Regarding Claim 1, the closest prior-art found, Ji, Jin, Medioni, Huang, Wang and Tan discloses of a video action detection method based on a convolutional neural network (CNN), wherein the convolutional neural network comprises a convolutional layer, a common pooling layer, a temporal-spatial pyramid pooling layer and a full connection layer, wherein the outputs of the convolutional neural network comprise a category classification output layer and a time localization calculation result output layer, the video motion detection method comprising: Step 1: in a training phase, performing the following steps: Step 11) inputting a training video in a CNN model to obtain a feature map; Step 12) acquiring segments of different lengths in the training video, and selecting positive samples and negative samples from the actual video action segments (ground truth) as training samples; Step 13) inputting the corresponding feature region of the training samples in the feature map into the temporal-spatial pyramid pooling layer to obtain a feature expression of uniform size; Step 14) inputting the features of the uniform size into the full connection layer, defining a Loss Function, obtaining a loss value; performing backpropagation, adjusting the parameters in the model, and performing training; and Step 15) gradually reducing the learning rate of training; obtaining the trained model when the training loss is no longer falling; and Step 2: in a detection phase, performing the following steps: Step 21) inputting an entire video to be detected into the trained model obtained in Step 15); Step 22) extracting segments of different lengths in the video to-be-detected, acquiring the feature regions of the corresponding segments in the feature layer of the network, and inputting into the temporal-spatial pyramid pooling layer to obtain a feature expression of uniform size.
Individually, Ji teaches 2D CNNs, 2D convolution is performed at the convolutional layers to extract features from local neighborhood on feature maps in the previous layer and A CNN architecture can be constructed by stacking multiple layers of convolution and subsampling in an alternating fashion. recognizing human action from one or more video frames by performing 3D convolutions to capture motion information encoded in multiple adjacent frames and extracting features from spatial and temporal dimensions therefrom; generating multiple channels of information from the video frames, combining information from all channels to obtain a feature representation for a 3D CNN model; and applying the 3D CNN model to recognize human actions.
Jin teaches the CNN hardware architecture can perform a convolution computation operation by prefetching weight data in a deep learning algorithm and using the prefetched weight data when performing a convolution computation operation.

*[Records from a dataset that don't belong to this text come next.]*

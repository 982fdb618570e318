//! Input/output records of the reconstruction tool.
//!
//! A document is a JSON object. The "keys" entry holds the threshold `k` (and
//! optionally the share count `n`); every other entry maps a decimal
//! x-coordinate to { "base": "<radix>", "value": "<digits>" }. Entries are
//! taken in the order they appear in the document.

use std::io::Read;
use std::str::FromStr;

use num_bigint::BigInt;
use serde::{Deserialize, Serialize};
use serde_json::{Map, Value};
use tracing::warn;

use crate::error::{ReconstructError, Result};
use crate::types::{RawShare, ShareSet};

pub const METADATA_KEY: &str = "keys";

/// JSON numbers and numeric strings are both accepted for counts and bases.
#[derive(Debug, Deserialize)]
#[serde(untagged)]
enum Numeric {
    Int(u64),
    Text(String),
}

impl Numeric {
    fn parse<T: FromStr + TryFrom<u64>>(&self, field: &str) -> Result<T> {
        let parsed = match self {
            Numeric::Int(n) => T::try_from(*n).ok(),
            Numeric::Text(s) => s.parse::<T>().ok(),
        };
        parsed.ok_or_else(|| {
            ReconstructError::MalformedInput(format!("`{field}` is not a valid number: {self:?}"))
        })
    }
}

#[derive(Debug, Deserialize)]
struct Metadata {
    k: Option<Numeric>,
    n: Option<Numeric>,
}

#[derive(Debug, Deserialize)]
struct ShareRecord {
    base: Option<Numeric>,
    value: Option<String>,
}

/// The result record written by the tool.
#[derive(Clone, Debug, PartialEq, Eq, Serialize)]
pub struct Output {
    pub constant: String,
}

impl Output {
    pub fn new(constant: &BigInt) -> Self {
        Output {
            constant: constant.to_string(),
        }
    }
}

/// Render `{"constant": "<decimal>"}`, two-space indented unless `compact`.
pub fn render(constant: &BigInt, compact: bool) -> Result<String> {
    let out = Output::new(constant);
    let text = if compact {
        serde_json::to_string(&out)?
    } else {
        serde_json::to_string_pretty(&out)?
    };
    Ok(text)
}

pub fn load_shares<R: Read>(reader: R) -> Result<ShareSet> {
    let doc: Value = serde_json::from_reader(reader)?;
    share_set(&doc)
}

pub fn parse_shares(document: &str) -> Result<ShareSet> {
    let doc: Value = serde_json::from_str(document)?;
    share_set(&doc)
}

fn metadata(root: &Map<String, Value>) -> Result<(usize, Option<usize>)> {
    let raw = root
        .get(METADATA_KEY)
        .ok_or_else(|| ReconstructError::MissingField(METADATA_KEY.to_string()))?;
    let meta = Metadata::deserialize(raw).map_err(|e| {
        ReconstructError::MalformedInput(format!("`{METADATA_KEY}` record: {e}"))
    })?;

    let k_field = format!("{METADATA_KEY}.k");
    let threshold: usize = meta
        .k
        .as_ref()
        .ok_or_else(|| ReconstructError::MissingField(k_field.clone()))?
        .parse(&k_field)?;
    if threshold == 0 {
        return Err(ReconstructError::MalformedInput(
            "threshold k must be at least 1".to_string(),
        ));
    }

    let declared_total = match &meta.n {
        Some(n) => Some(n.parse::<usize>(&format!("{METADATA_KEY}.n"))?),
        None => None,
    };
    Ok((threshold, declared_total))
}

// Optional sign, then ASCII digits only. `BigInt::from_str` alone would also
// take "1_0".
fn is_decimal(key: &str) -> bool {
    let digits = key.strip_prefix(['+', '-']).unwrap_or(key);
    !digits.is_empty() && digits.bytes().all(|b| b.is_ascii_digit())
}

fn raw_share(key: &str, record: &Value) -> Result<RawShare> {
    let x = Some(key)
        .filter(|k| is_decimal(k))
        .and_then(|k| BigInt::from_str(k).ok())
        .ok_or_else(|| {
            ReconstructError::MalformedInput(format!("point key {key:?} is not a decimal integer"))
        })?;
    let rec = ShareRecord::deserialize(record)
        .map_err(|e| ReconstructError::MalformedInput(format!("point {key}: {e}")))?;

    let base_field = format!("{key}.base");
    let base = rec
        .base
        .as_ref()
        .ok_or_else(|| ReconstructError::MissingField(base_field.clone()))?
        .parse::<u32>(&base_field)?;
    let value = rec
        .value
        .ok_or_else(|| ReconstructError::MissingField(format!("{key}.value")))?;

    Ok(RawShare { x, base, value })
}

/// Build the share set from a parsed document.
///
/// Only the first `k` point entries are inspected; anything after them is
/// counted but never parsed, so trailing garbage cannot affect the result.
pub fn share_set(doc: &Value) -> Result<ShareSet> {
    let root = doc.as_object().ok_or_else(|| {
        ReconstructError::MalformedInput("document must be a JSON object".to_string())
    })?;
    let (threshold, declared_total) = metadata(root)?;

    let entries: Vec<(&String, &Value)> =
        root.iter().filter(|(key, _)| *key != METADATA_KEY).collect();
    if entries.len() < threshold {
        return Err(ReconstructError::InsufficientPoints {
            needed: threshold,
            available: entries.len(),
        });
    }
    if let Some(n) = declared_total {
        if n != entries.len() {
            warn!(declared = n, found = entries.len(), "share count mismatch");
        }
    }

    let shares = entries
        .into_iter()
        .take(threshold)
        .map(|(key, record)| raw_share(key, record))
        .collect::<Result<Vec<_>>>()?;

    Ok(ShareSet {
        threshold,
        declared_total,
        shares,
    })
}
use num_bigint::{BigInt, BigUint};
use num_traits::Zero;

use crate::error::{ReconstructError, Result};

pub const MIN_BASE: u32 = 2;
pub const MAX_BASE: u32 = 36;
const HEX_SPAN: u32 = 16;

/// '0'-'9' -> 0-9, 'a'-'z' / 'A'-'Z' -> 10-35. Anything else has no value.
pub fn digit_value(c: char) -> Option<u32> {
    c.to_digit(MAX_BASE)
}

/// Symbols recognised for `base`: the hex digits up to base 16, the full
/// 0-9a-z set above it. A recognised symbol can still be too large for the
/// base ('f' in base 10), which is a range error rather than a bad character.
fn alphabet_span(base: u32) -> u32 {
    if base <= HEX_SPAN {
        HEX_SPAN
    } else {
        MAX_BASE
    }
}

fn check_base(base: u32) -> Result<()> {
    if (MIN_BASE..=MAX_BASE).contains(&base) {
        Ok(())
    } else {
        Err(ReconstructError::InvalidBase(base))
    }
}

/// Decode an unsigned digit string written in `base`.
///
/// Digits are read most-significant first (`acc = acc * base + d`). There is
/// no whitespace trimming and no sign; the empty string decodes to zero.
pub fn decode(digits: &str, base: u32) -> Result<BigInt> {
    check_base(base)?;

    let span = alphabet_span(base);
    let mut acc = BigUint::zero();
    for (position, character) in digits.chars().enumerate() {
        let digit = digit_value(character)
            .filter(|&d| d < span)
            .ok_or(ReconstructError::InvalidCharacter {
                character,
                position,
            })?;
        if digit >= base {
            return Err(ReconstructError::DigitOutOfRange { digit, base });
        }
        acc *= base;
        acc += digit;
    }
    Ok(BigInt::from(acc))
}

/// Positional formatter, inverse of [`decode`] for non-negative values.
/// Lower-case digits; negative values get a leading '-'.
pub fn encode(value: &BigInt, base: u32) -> Result<String> {
    check_base(base)?;
    Ok(value.to_str_radix(base))
}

That is, the CNN hardware architecture can reduce a convolution operation time (reduce multiplication delay attributable to memory load latency upon convolution operation) by prefetching weight data to be used from the start of a layer to the end of the layer in a block on which a convolution operation is performed. The CNN may include a feature extraction part 110 and a classification part 120. The feature extraction part 110 may include a configuration in which a pair of convolution layer and a pooling layer is repeated multiple times, for example, N times. The classification part 120 may include at least one fully connected layer. The feature extraction part 110 may include an architecture in which output data processed by a pair of a convolution layer and a pooling layer becomes the input data of a next pair of a convolution layer and a pooling layer. a convolution neural network (CNN) operation apparatus and a method which are capable of reducing a convolution operation time by passing a convolution operation if an operand is 0. when each of the PEs of the convolution block computes input data, the arbiter of the input unit may provide the Z_F of the corresponding input data, thereby being capable of reducing operation latency.
Medioni teaches a three-dimensional convolutional neural network may include filters that are self-optimized through learning for classification of faces within images. Different three-dimensional convolutional neural network may be trained for video highlight detection using video segments of different numbers of video frames. For example, a first three-dimensional convolutional neural network may be trained for video highlight detection using video segments of sixteen video frames. A second three-dimensional convolutional neural network may be trained for video highlight detection using video segments of twenty-four video frames. Training of three-dimensional convolutional neural network for video highlight detection using video segments of other numbers of video frames are contemplated. Input component 106 may be configured to input one or more sets of video segments (e.g., the first set of video segments, the second set of video segments) into one or more/different three-dimensional convolutional neural networks. The three-dimensional convolutional neural network may output one or more sets of spatiotemporal feature vectors corresponding to one or more sets of video segments (e.g., a first set of spatiotemporal feature vectors corresponding to the first set of video segments, a second set of spatiotemporal feature vectors corresponding to the second set of video segments). For example, input component 106 may input set A 610 into the first three dimensional convolutional neural network. The first three-dimensional convolutional neural network may output a set of spatiotemporal feature vectors corresponding to input set A 610. For example, the three-dimensional convolutional neural network system may include a first three-dimensional convolutional neural network trained for video highlight detection using video segments of a certain number of video frames (e.g., sixteen video frames) and a second three-dimensional convolutional neural network trained for video highlight detection using video segments of different number of video frames (e.g., twenty-four video frames).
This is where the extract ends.